11
Yorum
0
Beğeni
0,0
Puan
3303
Okunma

Elimde kepçem, sıradaki kişi tabağını uzatsın diye bekliyorum. Oysa o, titreyen elindeki maşa ile turşu kabından havuçları seçmekle meşgul. (Eli titreyen bir hastalı var, Alzheimer değil) Oldukça sakinim. Kalbim sıkışmıyor, ayaklarım bir yere gidecekmiş gibi yerinde saymıyor. Acelem yok. Hayret, diyorum. Neden bu kadar sakinim?
Havuçları seçen kişiye; sen onları seçeceksin de, lahanaları kim yiyecek? Veya çabuk ol, sıradaki seni bekliyor, benim işim gücüm var, demiyorum. Nedense, sabırla bekliyorum.
İçim huzur dolu.
Yerleşik ağrılarımı dinliyorum, hiçbiri yok. Oldukça sağlıklıyım. Bırakıyorum kendimi huzurun kıyısına, ayaklarım ıslak çimenlerde koşarken, gözlerim, kelebekleri, kuşları kovalıyor. Derin bir nefes alıyorum.
Daha önce neredeydin be huzur? Diye soruyorum kendi kendime ve şu sonuca varıyorum; Dünya meşakkatine, çoluk çocuğumuzun sorunlarına öyle dalmışız ki, hemen yanımızdaki huzuru, hüsranla harmanlamış, kendimizi görünmez bir mengeneye öyle sıkıştırmışız ki, içinden çıkmaya çalıştıkça daha da sıkışmışız.
Oysa ne kadar yakınımızdaymış huzur. Yeter ki kendimizi onun müşfik kollarına bırakmasını bilelim.

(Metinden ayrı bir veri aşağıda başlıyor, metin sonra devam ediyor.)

//! The core signal interface
//!
//! A signal is a value that changes over time, paired with an identity that
//! changes exactly when the value does. Signals are created at the call site,
//! copied freely, and live only for the traversal that created them; anything
//! that must survive a traversal stores a [`CapturedId`] or a boxed signal.
//!
//! [`CapturedId`]: weft_identity::CapturedId

use std::cell::RefCell;
use std::marker::PhantomData;

use thiserror::Error;
use weft_identity::Id;

use crate::direction::{CanRead, CanWrite, CompatibleWith, Direction, Duplex, ReadOnly, WriteOnly};

/// Error returned when a writer rejects a value.
///
/// Writes are allowed to validate: a text view refusing to parse, a cast
/// refusing an out-of-range value. A rejected write leaves the signal
/// unchanged; the caller decides whether to surface the message.
#[derive(Clone, Debug, Error)]
#[error("{message}")]
pub struct ValidationError {
    message: String,
}

impl ValidationError {
    pub fn new(message: impl Into<String>) -> Self {
        Self {
            message: message.into(),
        }
    }

    pub fn message(&self) -> &str {
        &self.message
    }
}

/// Result of writing through a signal.
pub type WriteResult = Result<(), ValidationError>;

/// A reactive value with a capability direction.
///
/// The defaults implement the absent side of a one-way signal: a read-only
/// signal inherits `ready_to_write() == false` and a panicking `write`, a
/// write-only signal inherits `has_value() == false`, a null identity, and a
/// panicking `read`. Implementations override exactly the side their
/// direction grants.
///
/// # Identity contract
///
/// If `has_value()` is true, `value_id()` returns an identity that is equal
/// across two calls iff the value has not changed in between. A signal that
/// cannot identify its value yet returns [`Id::Null`].
pub trait Signal {
    type Value: Clone + 'static;
    type Dir: Direction;

    /// Can the signal currently be read?
    fn has_value(&self) -> bool {
        false
    }

    /// The identity of the current value.
    fn value_id(&self) -> Id {
        Id::Null
    }

    /// Read the current value. Only defined when `has_value()` is true.
    fn read(&self) -> Self::Value {
        panic!("read() called on a signal without a readable value")
    }

    /// Can the signal currently accept a write?
    fn ready_to_write(&self) -> bool {
        false
    }

    /// Write a value. Only defined when `ready_to_write()` is true.
    fn write(&self, value: Self::Value) -> WriteResult {
        let _ = value;
        panic!("write() called on a signal that is not writable")
    }
}

/// Does the signal currently have a value?
///
/// Unlike calling `has_value()` directly, this fails to compile for signal
/// types without read capability.
pub fn signal_has_value<S>(signal: &S) -> bool
where
    S: Signal,
    S::Dir: CanRead,
{
    signal.has_value()
}

/// Read a signal's value, asserting that one is present.
pub fn read_signal<S>(signal: &S) -> S::Value
where
    S: Signal,
    S::Dir: CanRead,
{
    assert!(signal.has_value(), "read_signal() on a signal with no value");
    signal.read()
}

/// Is the signal ready to accept a write?
pub fn signal_ready_to_write<S>(signal: &S) -> bool
where
    S: Signal,
    S::Dir: CanWrite,
{
    signal.ready_to_write()
}

/// Write a value through a signal. A no-op when the signal isn't ready.
pub fn write_signal<S>(signal: &S, value: S::Value) -> WriteResult
where
    S: Signal,
    S::Dir: CanWrite,
{
    if signal.ready_to_write() {
        signal.write(value)
    } else {
        Ok(())
    }
}

/// Values that can serve as their own identity.
///
/// Small comparable values use themselves as identity, which eliminates
/// spurious identity changes; composite signals fall back to structural
/// identities built from their operands.
pub trait PlainValue: Clone + PartialEq + PartialOrd + std::fmt::Debug + 'static {}
impl<T: Clone + PartialEq + PartialOrd + std::fmt::Debug + 'static> PlainValue for T {}

/// One-shot storage for a lazily computed signal value.
///
/// Guarantees the generator runs at most once per signal lifetime; later
/// reads return the stored value.
#[derive(Clone, Debug, Default)]
pub struct ReadCache<V> {
    slot: RefCell<Option<V>>,
}

impl<V: Clone> ReadCache<V> {
    pub fn new() -> Self {
        Self {
            slot: RefCell::new(None),
        }
    }

    pub fn read(&self, generate: impl FnOnce() -> V) -> V {
        self.slot.borrow_mut().get_or_insert_with(generate).clone()
    }
}

/// Marker selecting the signal-to-signal conversion.
pub struct AsSignalMarker;
/// Marker selecting the plain-value-to-signal conversion.
pub struct AsValueMarker;

/// Anything convertible into a readable signal of `V`.
///
/// Readable signals convert to themselves; plain values wrap into a constant
/// [`Value`] signal. The marker parameter keeps the two blanket impls
/// coherent; inference picks the only one that applies.
///
/// [`Value`]: crate::basic::Value
pub trait IntoReadSignal<V: Clone + 'static, Marker> {
    type Signal: Signal<Value = V>;

    fn into_read_signal(self) -> Self::Signal;
}

impl<S> IntoReadSignal<S::Value, AsSignalMarker> for S
where
    S: Signal,
    S::Dir: CanRead,
{
    type Signal = S;

    fn into_read_signal(self) -> S {
        self
    }
}

impl<V> IntoReadSignal<V, AsValueMarker> for V
where
    V: PlainValue,
{
    type Signal = crate::basic::Value<V>;

    fn into_read_signal(self) -> crate::basic::Value<V> {
        crate::basic::value(self)
    }
}

/// Object-safe mirror of [`Signal`], used behind erased handles.
pub trait ErasedSignal<V> {
    fn erased_has_value(&self) -> bool;
    fn erased_value_id(&self) -> Id;
    fn erased_read(&self) -> V;
    fn erased_ready_to_write(&self) -> bool;
    fn erased_write(&self, value: V) -> WriteResult;
}

impl<S: Signal> ErasedSignal<S::Value> for S {
    fn erased_has_value(&self) -> bool {
        self.has_value()
    }

    fn erased_value_id(&self) -> Id {
        self.value_id()
    }

    fn erased_read(&self) -> S::Value {
        self.read()
    }

    fn erased_ready_to_write(&self) -> bool {
        self.ready_to_write()
    }

    fn erased_write(&self, value: S::Value) -> WriteResult {
        self.write(value)
    }
}

/// A borrowed, type-erased signal reference.
///
/// Constructing a handle checks direction compatibility at compile time, so
/// a `Readable<i32>` parameter accepts any readable `i32` signal while the
/// callee stays a plain function instead of a generic one.
pub struct SignalHandle<'a, V, D> {
    inner: &'a dyn ErasedSignal<V>,
    _dir: PhantomData<D>,
}

impl<'a, V: Clone + 'static, D: Direction> SignalHandle<'a, V, D> {
    pub fn new<S>(signal: &'a S) -> Self
    where
        S: Signal<Value = V>,
        S::Dir: CompatibleWith<D>,
    {
        Self {
            inner: signal,
            _dir: PhantomData,
        }
    }
}

impl<V, D> Clone for SignalHandle<'_, V, D> {
    fn clone(&self) -> Self {
        *self
    }
}

impl<V, D> Copy for SignalHandle<'_, V, D> {}

impl<V: Clone + 'static, D: Direction> Signal for SignalHandle<'_, V, D> {
    type Value = V;
    type Dir = D;

    fn has_value(&self) -> bool {
        self.inner.erased_has_value()
    }

    fn value_id(&self) -> Id {
        self.inner.erased_value_id()
    }

    fn read(&self) -> V {
        self.inner.erased_read()
    }

    fn ready_to_write(&self) -> bool {
        self.inner.erased_ready_to_write()
    }

    fn write(&self, value: V) -> WriteResult {
        self.inner.erased_write(value)
    }
}

/// A borrowed handle to a readable signal of `V`.
pub type Readable<'a, V> = SignalHandle<'a, V, ReadOnly>;
/// A borrowed handle to a writable signal of `V`.
pub type Writable<'a, V> = SignalHandle<'a, V, WriteOnly>;
/// A borrowed handle to a duplex signal of `V`.
pub type Bidirectional<'a, V> = SignalHandle<'a, V, Duplex>;

/// An owned, boxed signal for long-lived storage.
pub struct BoxedSignal<V, D> {
    inner: Box<dyn ErasedSignal<V>>,
    _dir: PhantomData<D>,
}

impl<V: Clone + 'static, D: Direction> BoxedSignal<V, D> {
    pub fn new<S>(signal: S) -> Self
    where
        S: Signal<Value = V> + 'static,
        S::Dir: CompatibleWith<D>,
    {
        Self {
            inner: Box::new(signal),
            _dir: PhantomData,
        }
    }
}

impl<V: Clone + 'static, D: Direction> Signal for BoxedSignal<V, D> {
    type Value = V;
    type Dir = D;

    fn has_value(&self) -> bool {
        self.inner.erased_has_value()
    }

    fn value_id(&self) -> Id {
        self.inner.erased_value_id()
    }

    fn read(&self) -> V {
        self.inner.erased_read()
    }

    fn ready_to_write(&self) -> bool {
        self.inner.erased_ready_to_write()
    }

    fn write(&self, value: V) -> WriteResult {
        self.inner.erased_write(value)
    }
}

Çalışıp karnımızı doyuracak bir işimiz, uzak veya yakın, bizleri düşünen sevdiklerimiz, sevenlerimiz varsa, sağlığımızda yerindeyse, neden dünyayı kendimize zindan edelim ki! Etmeyelim.
Sonra, bütün bunların varlığı ve huzurum için içtenlikle dua ettim.
Rabbim, sağlığımdan ve huzurumdan etme, benimle birlikte bütün yarattıklarını.